We concur with his Honor in the opinion appealed from. The plaintiff filed her petition to procure an apportionment of dower in the land set forth in it. She states that she is the widow of John Thomas, who was the son of the defendant, and that he died seized and possessed of the land described in the petition. The defendant filed a special plea, setting forth that his son John was not, at the time of his death, seized and possessed of the land in controversy, but that he was. On the trial of the issue joined between the parties the plaintiff offered to prove, after notice to the defendant to produce it, that the defendant had made and executed to his son John, then her husband, a deed of conveyance in fee simple for the land; that it was duly delivered and remained in his possession up to the time of his death, when the defendant obtained possession of it, and it has not been since seen. The case shows that the deed never was registered. This testimony was rejected. (125) The proceeding in this case is at law to establish a legal right.
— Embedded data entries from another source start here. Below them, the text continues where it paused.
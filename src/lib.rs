// extern crates
#[macro_use]
extern crate log;

use clap::{App, Arg};
use log::LevelFilter;

// Rust stdlib
use std::error::Error;
use std::fmt;
use std::fs::File;
use std::io::Read;
use std::path::Path;
use std::str::FromStr;

// modules
mod literal;
pub use self::literal::Literal;

mod dimacs;
pub use dimacs::*;

pub mod hoist;
pub mod kernel;
pub mod level;
pub mod mbp;
pub mod model;
pub mod parse;
pub mod term;
pub mod utils;

pub mod solve;
pub use solve::qsat::{QsatOptions, QsatOutcome, QsatSolver};
pub use solve::{Failure, FailureReason, SolverResult};

use model::Model;
use term::{format_rational, Sort, Term, TermStore};

#[cfg(feature = "statistics")]
use utils::statistics::TimingStats;

// Command line parsing

pub type QsatConfig = CommonSolverConfig<QsatSpecificSolverConfig>;

pub trait SolverSpecificConfig {
    fn add_arguments<'a, 'b>(app: App<'a, 'b>) -> App<'a, 'b>;
    fn parse_arguments(matches: &clap::ArgMatches) -> Self;
    const NAME: &'static str;
    const DESC: &'static str;
}

#[derive(Debug)]
pub struct CommonSolverConfig<T: SolverSpecificConfig> {
    /// None for stdin
    filename: Option<String>,
    verbosity: LevelFilter,
    statistics: bool,
    specific: T,
}

impl<T: SolverSpecificConfig> CommonSolverConfig<T> {
    pub fn new(args: &[String]) -> Self {
        let mut flags = App::new(T::NAME)
            .version(env!("CARGO_PKG_VERSION"))
            .author(env!("CARGO_PKG_AUTHORS"))
            .about(T::DESC)
            .arg(
                Arg::with_name("INPUT")
                    .help("Sets the input file to use")
                    .required(false)
                    .index(1),
            )
            .arg(
                Arg::with_name("v")
                    .short("v")
                    .multiple(true)
                    .help("Sets the level of verbosity"),
            )
            .arg(
                Arg::with_name("statistics")
                    .long("--statistics")
                    .help("Enables collection and printing of solving statistics"),
            );
        flags = T::add_arguments(flags);

        let matches = flags.get_matches_from(args);

        let filename = matches.value_of("INPUT").map(|s| s.to_string());

        let verbosity = match matches.occurrences_of("v") {
            0 => LevelFilter::Warn,
            1 => LevelFilter::Info,
            2 => LevelFilter::Debug,
            _ => LevelFilter::Trace,
        };

        let statistics = matches.is_present("statistics");

        CommonSolverConfig {
            filename,
            verbosity,
            statistics,
            specific: T::parse_arguments(&matches),
        }
    }

    fn init_logging(&self) {
        let result = env_logger::Builder::new()
            .filter_level(self.verbosity)
            .format_timestamp(None)
            .try_init();
        if result.is_err() {
            debug!("logger was initialized before");
        }
    }

    fn read_input(&self) -> Result<String, Box<dyn Error>> {
        let mut contents = String::new();
        match &self.filename {
            Some(filename) => {
                let mut file = File::open(filename)?;
                file.read_to_string(&mut contents)?;
            }
            None => {
                std::io::stdin().read_to_string(&mut contents)?;
            }
        }
        Ok(contents)
    }
}

#[derive(Debug, Clone, Copy, PartialEq, Eq)]
pub enum InputFormat {
    Qdimacs,
    Smt2,
}

impl InputFormat {
    pub fn values() -> &'static [&'static str] {
        &["qdimacs", "smt2"]
    }

    /// Guesses the format from the file extension, QDIMACS is the default.
    pub fn from_filename(filename: Option<&str>) -> InputFormat {
        match filename
            .and_then(|name| Path::new(name).extension())
            .and_then(|ext| ext.to_str())
        {
            Some("smt2") | Some("smt") => InputFormat::Smt2,
            _ => InputFormat::Qdimacs,
        }
    }
}

#[derive(Debug, PartialEq, Eq)]
pub struct UnknownFormatError(String);

impl fmt::Display for UnknownFormatError {
    fn fmt(&self, f: &mut fmt::Formatter) -> fmt::Result {
        write!(f, "unknown input format `{}`", self.0)
    }
}

impl Error for UnknownFormatError {}

impl FromStr for InputFormat {
    type Err = UnknownFormatError;

    fn from_str(s: &str) -> Result<InputFormat, UnknownFormatError> {
        match s {
            "qdimacs" => Ok(InputFormat::Qdimacs),
            "smt2" => Ok(InputFormat::Smt2),
            _ => Err(UnknownFormatError(s.to_string())),
        }
    }
}

#[derive(Debug)]
pub struct QsatSpecificSolverConfig {
    pub format: Option<InputFormat>,
    pub qdimacs_output: bool,
    /// JSON file with `QsatOptions`, command line flags take precedence
    pub options_file: Option<String>,
    pub eliminate: bool,
    pub recursive_elimination: bool,
    pub validate: Option<bool>,
}

impl SolverSpecificConfig for QsatSpecificSolverConfig {
    const NAME: &'static str = "qsat";
    const DESC: &'static str = "qsat decides and eliminates quantifiers of formulas over booleans \
         and linear real arithmetic, given in QDIMACS or SMT-LIB format.";

    fn add_arguments<'a, 'b>(app: App<'a, 'b>) -> App<'a, 'b> {
        app.arg(
            Arg::with_name("format")
                .help("Sets the input format, defaults to the file extension")
                .long("--format")
                .takes_value(true)
                .possible_values(InputFormat::values()),
        )
        .arg(
            Arg::with_name("qdimacs-output")
                .long("--qdo")
                .help("Prints QDIMACS output (partial assignment) after solving"),
        )
        .arg(
            Arg::with_name("options")
                .long("--options")
                .value_name("FILE")
                .takes_value(true)
                .help("Reads solver options from a JSON file"),
        )
        .arg(
            Arg::with_name("qe")
                .long("--qe")
                .help("Computes a quantifier-free equivalent instead of deciding the formula"),
        )
        .arg(
            Arg::with_name("qe-rec")
                .long("--qe-rec")
                .conflicts_with("qe")
                .help("Like --qe, but eliminates nested quantifiers innermost first"),
        )
        .arg(
            Arg::with_name("validate")
                .long("--validate")
                .value_name("bool")
                .takes_value(true)
                .possible_values(&["0", "1"])
                .hide_possible_values(true)
                .help("Controls whether models, cores and projections are checked"),
        )
    }

    fn parse_arguments(matches: &clap::ArgMatches) -> Self {
        // possible values are restricted by clap
        let format = matches
            .value_of("format")
            .and_then(|s| InputFormat::from_str(s).ok());
        QsatSpecificSolverConfig {
            format,
            qdimacs_output: matches.is_present("qdimacs-output"),
            options_file: matches.value_of("options").map(|s| s.to_string()),
            eliminate: matches.is_present("qe") || matches.is_present("qe-rec"),
            recursive_elimination: matches.is_present("qe-rec"),
            validate: matches.value_of("validate").map(|v| v == "1"),
        }
    }
}

impl QsatSpecificSolverConfig {
    /// The options of the options file, or the defaults, overridden by the
    /// command line flags.
    pub fn options(&self) -> Result<QsatOptions, Box<dyn Error>> {
        let mut options = match &self.options_file {
            Some(filename) => serde_json::from_reader(File::open(filename)?)?,
            None => QsatOptions::default(),
        };
        if self.eliminate {
            options.eliminate = true;
            options.force_elimination = !self.recursive_elimination;
        }
        if let Some(validate) = self.validate {
            options.validate = validate;
        }
        Ok(options)
    }
}

#[cfg(feature = "statistics")]
#[derive(PartialEq, Eq, Hash, PartialOrd, Ord, Clone, Copy, Debug)]
enum SolverPhases {
    Parsing,
    Solving,
}

#[cfg(feature = "statistics")]
impl fmt::Display for SolverPhases {
    fn fmt(&self, f: &mut fmt::Formatter) -> fmt::Result {
        match self {
            SolverPhases::Parsing => write!(f, "parsing"),
            SolverPhases::Solving => write!(f, "solving"),
        }
    }
}

/// Renders a model as SMT-LIB `define-fun` commands, sorted by name.
pub fn smt2_model(store: &TermStore, model: &Model) -> String {
    let mut definitions: Vec<String> = model
        .variables()
        .into_iter()
        .filter_map(|var| {
            let name = store.var_name(var)?;
            let value = match store.sort(var) {
                Sort::Bool => model.bool_value(var)?.to_string(),
                Sort::Real => format_rational(model.real_value(var)?),
            };
            Some(format!(
                "  (define-fun {} () {} {})",
                name,
                store.sort(var),
                value
            ))
        })
        .collect();
    definitions.sort();
    let mut result = String::from("(model\n");
    for definition in definitions {
        result.push_str(&definition);
        result.push('\n');
    }
    result.push(')');
    result
}

impl QsatConfig {
    pub fn run(&self) -> Result<SolverResult, Box<dyn Error>> {
        self.init_logging();

        let options = self.specific.options()?;
        let format = self
            .specific
            .format
            .unwrap_or_else(|| InputFormat::from_filename(self.filename.as_deref()));
        info!("{:?} input, options {:?}", format, options);

        #[cfg(feature = "statistics")]
        let statistics = TimingStats::new();

        #[cfg(feature = "statistics")]
        let mut timer = statistics.start(SolverPhases::Parsing);

        let contents = self.read_input()?;
        let mut store = TermStore::new();
        let (fml, qdimacs) = match format {
            InputFormat::Qdimacs => {
                let instance = parse::qdimacs::parse(&contents)?;
                let encoding = instance.to_term(&mut store);
                (encoding.formula, Some((instance, encoding)))
            }
            InputFormat::Smt2 => {
                let script = parse::smt2::parse(&mut store, &contents)?;
                (script.formula(&mut store), None)
            }
        };
        debug!("formula {}", store.display(fml));

        #[cfg(feature = "statistics")]
        timer.stop();

        #[cfg(feature = "statistics")]
        let mut timer = statistics.start(SolverPhases::Solving);

        let mut solver = QsatSolver::new(options);
        let outcome = solver.check(&mut store, fml)?;

        #[cfg(feature = "statistics")]
        timer.stop();

        if self.statistics {
            #[cfg(feature = "statistics")]
            print!("{}", statistics);
            print!("{}", solver.statistics());
            print!("{}", solver.exists_kernel().statistics());
        }

        if let QsatOutcome::Unknown(failure) = &outcome {
            warn!("{}", failure);
        }
        if let Some(answer) = outcome.answer() {
            println!("{}", store.display(answer));
        }
        match qdimacs {
            Some((instance, encoding)) => {
                if self.specific.qdimacs_output {
                    print!("{}", instance.certificate(&outcome, &encoding).dimacs());
                }
            }
            None => {
                if !options.eliminate {
                    println!("{}", smt2_status(outcome.result()));
                }
                if let Some(model) = outcome.external_model() {
                    println!("{}", smt2_model(&store, &model));
                }
            }
        }

        Ok(outcome.result())
    }
}

fn smt2_status(result: SolverResult) -> &'static str {
    match result {
        SolverResult::Satisfiable => "sat",
        SolverResult::Unsatisfiable => "unsat",
        SolverResult::Unknown => "unknown",
    }
}

/// Convenience entry point for library users: decides `fml` with default
/// options.
pub fn check(store: &mut TermStore, fml: Term) -> Result<QsatOutcome, solve::validate::ValidationError> {
    QsatSolver::new(QsatOptions::default()).check(store, fml)
}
The testimony rejected was not competent to that purpose. The husband, John Thomas, never was seized and possessed of the land, but, at the time of his death, had only an incomplete legal title. Morris v.Ford, 17 N.C. 418. If a widow be entitled to dower in land to which the title of her husband was, at the time of his death, in that state, she cannot recover it at law, because, being incomplete at law, she cannot give legal evidence of his seizin. It may be that she may have relief in equity, as her husband would have had. Tolar v. Tolar, 16 N.C. 456. The equity, in that case, would be, not in the nature of the right, but to have the benefit of the legal title, which has been lost by spoliation. The relief is a *Page 98 reconveyance with covenants against intermediate incumbrances, or acts of the party making it. Tate v. Tate, 21 N.C. 23.
PER CURIAM. Judgment affirmed.
Cited: Tyson v. Harrington, 41 N.C. 332.